Write out again each line of the material below, unchanged, from the first one to the line that holds "fn default_data_type() ->".

╭─ Material for this exercise

use std::collections::BTreeMap;
use std::sync::Arc;

use async_trait::async_trait;
use serde::Deserialize;
use serde_json::{json, Value};

use super::dispatcher::{parse_args, ToolHandler};
use super::slides_tools::PresentationArgs;
use super::tool_catalog;
use super::tool_models::{ToolDefinition, ToolOutput};
use crate::core::charts::{ChartSpec, ChartSpecInput, ChartType, DataPoint, PointKey};
use crate::core::sample_data::{SampleData, SampleDataKind, SampleDataService};
use crate::core::slides::{
    AssetUploader, PlacedChart, Placement, SlidesApi, SlidesError, SlidesService,
};

#[derive(Debug, Deserialize)]
struct AddChartArgs {
    #[serde(flatten)]
    presentation: PresentationArgs,
    slide_id: String,
    #[serde(alias = "chart")]
    chart_spec: ChartSpecInput,
    #[serde(default)]
    placement: Option<Placement>,
    #[serde(default)]
    caption: Option<String>,
    #[serde(default)]
    return_image: bool,
}

#[derive(Debug, Deserialize)]
struct GenerateSampleDataArgs {
    #[serde(default = "default_data_type")]
    data_type: String,
    #[serde(default)]
    n_points: Option<usize>,
    #[serde(default)]
    seed: Option<u64>,
}

#[derive(Debug, Deserialize)]
struct SampleChartArgs {
    #[serde(flatten)]
    presentation: PresentationArgs,
    slide_id: String,
    data_type: String,
    chart_type: String,
    #[serde(default)]
    n_points: Option<usize>,
    #[serde(default)]
    seed: Option<u64>,
    #[serde(default)]
    width: Option<u32>,
    #[serde(default)]
    height: Option<u32>,
    #[serde(default)]
    placement: Option<Placement>,
}

fn default_data_type() -> String {
    SampleDataKind::SineWave.as_str().to_string()
}

fn key_number(point: &DataPoint) -> Option<f64> {
    match point.key {
        Some(PointKey::Number(x)) => Some(x),
        _ => None,
    }
}

fn key_label(point: &DataPoint) -> String {
    match &point.key {
        Some(PointKey::Category(label)) => label.clone(),
        Some(PointKey::Number(x)) => x.to_string(),
        None => String::new(),
    }
}

/// Column-oriented payload: `{x, y}` for curves, `{categories, values}`
/// for categories and `{values}` for distributions.
fn sample_payload(data: &SampleData) -> Value {
    let values: Vec<f64> = data.points.iter().map(|p| p.value).collect();
    match data.kind {
        SampleDataKind::SineWave | SampleDataKind::Linear => {
            let x: Vec<Option<f64>> = data.points.iter().map(key_number).collect();
            json!({ "x": x, "y": values })
        }
        SampleDataKind::Categories => {
            let categories: Vec<String> = data.points.iter().map(key_label).collect();
            json!({ "categories": categories, "values": values })
        }
        SampleDataKind::Normal => json!({ "values": values }),
    }
}

fn chart_payload(placed: &PlacedChart, spec: &ChartSpec) -> Value {
    json!({
        "image_id": placed.object_id,
        "chart_type": spec.chart_type.as_str(),
        "file_id": placed.asset.file_id,
        "url": placed.asset.url,
        "width": placed.artifact.width,
        "height": placed.artifact.height,
    })
}

pub struct ChartToolHandler<A: SlidesApi, U: AssetUploader> {
    service: Arc<SlidesService<A, U>>,
    sample_data: SampleDataService,
}

impl<A, U> ChartToolHandler<A, U>
where
    A: SlidesApi,
    U: AssetUploader,
{
    pub fn new(service: Arc<SlidesService<A, U>>) -> Self {
        Self {
            service,
            sample_data: SampleDataService::new(),
        }
    }

    async fn add_chart(&self, args: &Value) -> Result<ToolOutput, SlidesError> {
        let args: AddChartArgs = parse_args(args)?;
        let spec = ChartSpec::from_input(args.chart_spec)?;
        let placed = self
            .service
            .add_chart(
                &args.presentation.presentation_id,
                &args.slide_id,
                &spec,
                args.placement,
                args.caption.as_deref(),
            )
            .await?;

        let output = ToolOutput::json(chart_payload(&placed, &spec));
        Ok(if args.return_image {
            output.with_image(&placed.artifact)
        } else {
            output
        })
    }

    fn generate_sample_data(&self, args: &Value) -> Result<ToolOutput, SlidesError> {
        let args: GenerateSampleDataArgs = parse_args(args)?;
        let kind = SampleDataKind::parse(&args.data_type)?;
        let data = self.sample_data.generate(kind, args.n_points, args.seed)?;
        Ok(ToolOutput::json(sample_payload(&data)))
    }

    async fn create_chart_from_sample_data(&self, args: &Value) -> Result<ToolOutput, SlidesError> {
        let args: SampleChartArgs = parse_args(args)?;
        let kind = SampleDataKind::parse(&args.data_type)?;
        let chart_type = ChartType::parse(&args.chart_type)?;

        let mut spec = self
            .sample_data
            .chart_spec(kind, chart_type, args.n_points, args.seed)?;
        let mut options = BTreeMap::new();
        if let Some(width) = args.width {
            options.insert("width".to_string(), json!(width));
        }
        if let Some(height) = args.height {
            options.insert("height".to_string(), json!(height));
        }
        spec.options = options;

        let placed = self
            .service
            .add_chart(
                &args.presentation.presentation_id,
                &args.slide_id,
                &spec,
                args.placement,
                None,
            )
            .await?;

        let mut payload = chart_payload(&placed, &spec);
        payload["data_type"] = json!(kind.as_str());
        payload["points"] = json!(spec.series.len());
        Ok(ToolOutput::json(payload))
    }
}

#[async_trait]
impl<A, U> ToolHandler for ChartToolHandler<A, U>
where
    A: SlidesApi + 'static,
    U: AssetUploader + 'static,
{
    fn definitions(&self) -> Vec<ToolDefinition> {
        vec![
            tool_catalog::add_chart(),
            tool_catalog::generate_sample_data(),
            tool_catalog::create_chart_from_sample_data(),
        ]
    }

    async fn call(&self, name: &str, args: &Value) -> Result<ToolOutput, SlidesError> {
        match name {
            tool_catalog::ADD_CHART => self.add_chart(args).await,
            tool_catalog::GENERATE_SAMPLE_DATA => self.generate_sample_data(args),
            tool_catalog::CREATE_CHART_FROM_SAMPLE_DATA => {
                self.create_chart_from_sample_data(args).await
            }
            other => Err(SlidesError::invalid(format!("unknown function: {}", other))),
        }
    }
}

#[cfg(test)]
mod tests {
    use std::sync::atomic::Ordering;

    use super::*;
    use crate::core::slides::slides_service::fakes::{FakeSlides, FakeUploader};
    use crate::core::slides::page_requests::PageRequest;
    use crate::core::slides::PresentationRegistry;
    use crate::mcp::tools::tool_models::ToolContent;

    struct Fixture {
        handler: ChartToolHandler<Arc<FakeSlides>, Arc<FakeUploader>>,
        slides: Arc<FakeSlides>,
        uploader: Arc<FakeUploader>,
    }

    fn fixture() -> Fixture {
        let slides = Arc::new(FakeSlides::with_slide("s1", vec![]));
        let uploader = Arc::new(FakeUploader::default());
        let service = SlidesService::new(
            slides.clone(),
            uploader.clone(),
            Arc::new(PresentationRegistry::new()),
        );
        Fixture {
            handler: ChartToolHandler::new(Arc::new(service)),
            slides,
            uploader,
        }
    }

    #[tokio::test]
    async fn test_add_chart_returns_image_on_request() {
        let f = fixture();
        let output = f
            .handler
            .call(
                tool_catalog::ADD_CHART,
                &json!({
                    "presentation_id": "deck1",
                    "slide_id": "s1",
                    "chart_spec": { "type": "bar", "data": [["A", 1], ["B", 2]], "title": "Sales" },
                    "return_image": true
                }),
            )
            .await
            .unwrap();

        assert_eq!(output.value["chart_type"], "bar");
        assert_eq!(output.value["url"], "https://drive.google.com/uc?id=file1");
        assert!(matches!(
            output.image,
            Some(ToolContent::Image { ref mime_type, .. }) if mime_type == "image/png"
        ));
        assert_eq!(f.uploader.count.load(Ordering::SeqCst), 1);
    }

    #[tokio::test]
    async fn test_add_chart_draws_heatmap_matrix() {
        let f = fixture();
        let output = f
            .handler
            .call(
                tool_catalog::ADD_CHART,
                &json!({
                    "presentation_id": "deck1",
                    "slide_id": "s1",
                    "chart_spec": {
                        "type": "heatmap",
                        "matrix": [[1, 2], [3, 4]],
                        "x_labels": ["Mon", "Tue"],
                        "y_labels": ["AM", "PM"]
                    }
                }),
            )
            .await
            .unwrap();
        assert_eq!(output.value["chart_type"], "heatmap");
        assert_eq!(f.slides.batches().len(), 1);

        let err = f
            .handler
            .call(
                tool_catalog::ADD_CHART,
                &json!({
                    "presentation_id": "deck1",
                    "slide_id": "s1",
                    "chart_spec": { "type": "heatmap", "matrix": [[1, 2], [3]] }
                }),
            )
            .await
            .unwrap_err();
        assert_eq!(err.kind(), "InvalidSpec");
        assert_eq!(f.uploader.count.load(Ordering::SeqCst), 1);
    }

    #[tokio::test]
    async fn test_unsupported_chart_type_touches_nothing() {
        let f = fixture();
        let err = f
            .handler
            .call(
                tool_catalog::ADD_CHART,
                &json!({
                    "presentation_id": "deck1",
                    "slide_id": "s1",
                    "chart_spec": { "type": "scatter_matrix", "data": [1, 2] }
                }),
            )
            .await
            .unwrap_err();
        assert_eq!(err.kind(), "UnsupportedChartType");
        assert!(f.slides.batches().is_empty());
        assert_eq!(f.uploader.count.load(Ordering::SeqCst), 0);
    }

    #[tokio::test]
    async fn test_missing_chart_spec_is_invalid() {
        let f = fixture();
        let err = f
            .handler
            .call(
                tool_catalog::ADD_CHART,
                &json!({ "presentation_id": "deck1", "slide_id": "s1" }),
            )
            .await
            .unwrap_err();
        assert_eq!(err.kind(), "InvalidSpec");
        assert!(f.slides.batches().is_empty());
    }

    #[tokio::test]
    async fn test_sample_data_shapes() {
        let f = fixture();
        let sine = f
            .handler
            .call(tool_catalog::GENERATE_SAMPLE_DATA, &json!({ "n_points": 10, "seed": 7 }))
            .await
            .unwrap();
        assert_eq!(sine.value["x"].as_array().unwrap().len(), 10);
        assert_eq!(sine.value["y"].as_array().unwrap().len(), 10);

        let categories = f
            .handler
            .call(
                tool_catalog::GENERATE_SAMPLE_DATA,
                &json!({ "data_type": "categories", "n_points": 5, "seed": 7 }),
            )
            .await
            .unwrap();
        assert_eq!(categories.value["categories"][0], "Category 1");
        assert_eq!(categories.value["values"].as_array().unwrap().len(), 5);

        let normal = f
            .handler
            .call(
                tool_catalog::GENERATE_SAMPLE_DATA,
                &json!({ "data_type": "normal", "n_points": 3 }),
            )
            .await
            .unwrap();
        assert!(normal.value.get("x").is_none());
        assert_eq!(normal.value["values"].as_array().unwrap().len(), 3);
    }

    #[tokio::test]
    async fn test_sample_chart_rejects_incompatible_pair() {
        let f = fixture();
        let err = f
            .handler
            .call(
                tool_catalog::CREATE_CHART_FROM_SAMPLE_DATA,
                &json!({
                    "presentation_id": "deck1",
                    "slide_id": "s1",
                    "data_type": "sine_wave",
                    "chart_type": "pie"
                }),
            )
            .await
            .unwrap_err();
        assert_eq!(err.kind(), "InvalidSpec");
        assert_eq!(f.uploader.count.load(Ordering::SeqCst), 0);
    }

    #[tokio::test]
    async fn test_sample_chart_is_placed_with_title_caption() {
        let f = fixture();
        let output = f
            .handler
            .call(
                tool_catalog::CREATE_CHART_FROM_SAMPLE_DATA,
                &json!({
                    "presentation_id": "deck1",
                    "slide_id": "s1",
                    "data_type": "normal",
                    "chart_type": "histogram",
                    "n_points": 50,
                    "seed": 1,
                    "width": 400,
                    "height": 300
                }),
            )
            .await
            .unwrap();
        assert_eq!(output.value["width"], 400);
        assert_eq!(output.value["points"], 50);

        let captions: Vec<String> = f.slides.batches()[0]
            .requests
            .iter()
            .filter_map(|r| match r {
                PageRequest::InsertText { text, .. } => Some(text.clone()),
                _ => None,
            })
            .collect();
        assert_eq!(captions, vec!["Histogram of Normal Data".to_string()]);
    }
}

╰─

## Reply to the task
use std::collections::BTreeMap;
use std::sync::Arc;

use async_trait::async_trait;
use serde::Deserialize;
use serde_json::{json, Value};

use super::dispatcher::{parse_args, ToolHandler};
use super::slides_tools::PresentationArgs;
use super::tool_catalog;
use super::tool_models::{ToolDefinition, ToolOutput};
use crate::core::charts::{ChartSpec, ChartSpecInput, ChartType, DataPoint, PointKey};
use crate::core::sample_data::{SampleData, SampleDataKind, SampleDataService};
use crate::core::slides::{
    AssetUploader, PlacedChart, Placement, SlidesApi, SlidesError, SlidesService,
};

#[derive(Debug, Deserialize)]
struct AddChartArgs {
    #[serde(flatten)]
    presentation: PresentationArgs,
    slide_id: String,
    #[serde(alias = "chart")]
    chart_spec: ChartSpecInput,
    #[serde(default)]
    placement: Option<Placement>,
    #[serde(default)]
    caption: Option<String>,
    #[serde(default)]
    return_image: bool,
}

#[derive(Debug, Deserialize)]
struct GenerateSampleDataArgs {
    #[serde(default = "default_data_type")]
    data_type: String,
    #[serde(default)]
    n_points: Option<usize>,
    #[serde(default)]
    seed: Option<u64>,
}

#[derive(Debug, Deserialize)]
struct SampleChartArgs {
    #[serde(flatten)]
    presentation: PresentationArgs,
    slide_id: String,
    data_type: String,
    chart_type: String,
    #[serde(default)]
    n_points: Option<usize>,
    #[serde(default)]
    seed: Option<u64>,
    #[serde(default)]
    width: Option<u32>,
    #[serde(default)]
    height: Option<u32>,
    #[serde(default)]
    placement: Option<Placement>,
}

fn default_data_type() -> String {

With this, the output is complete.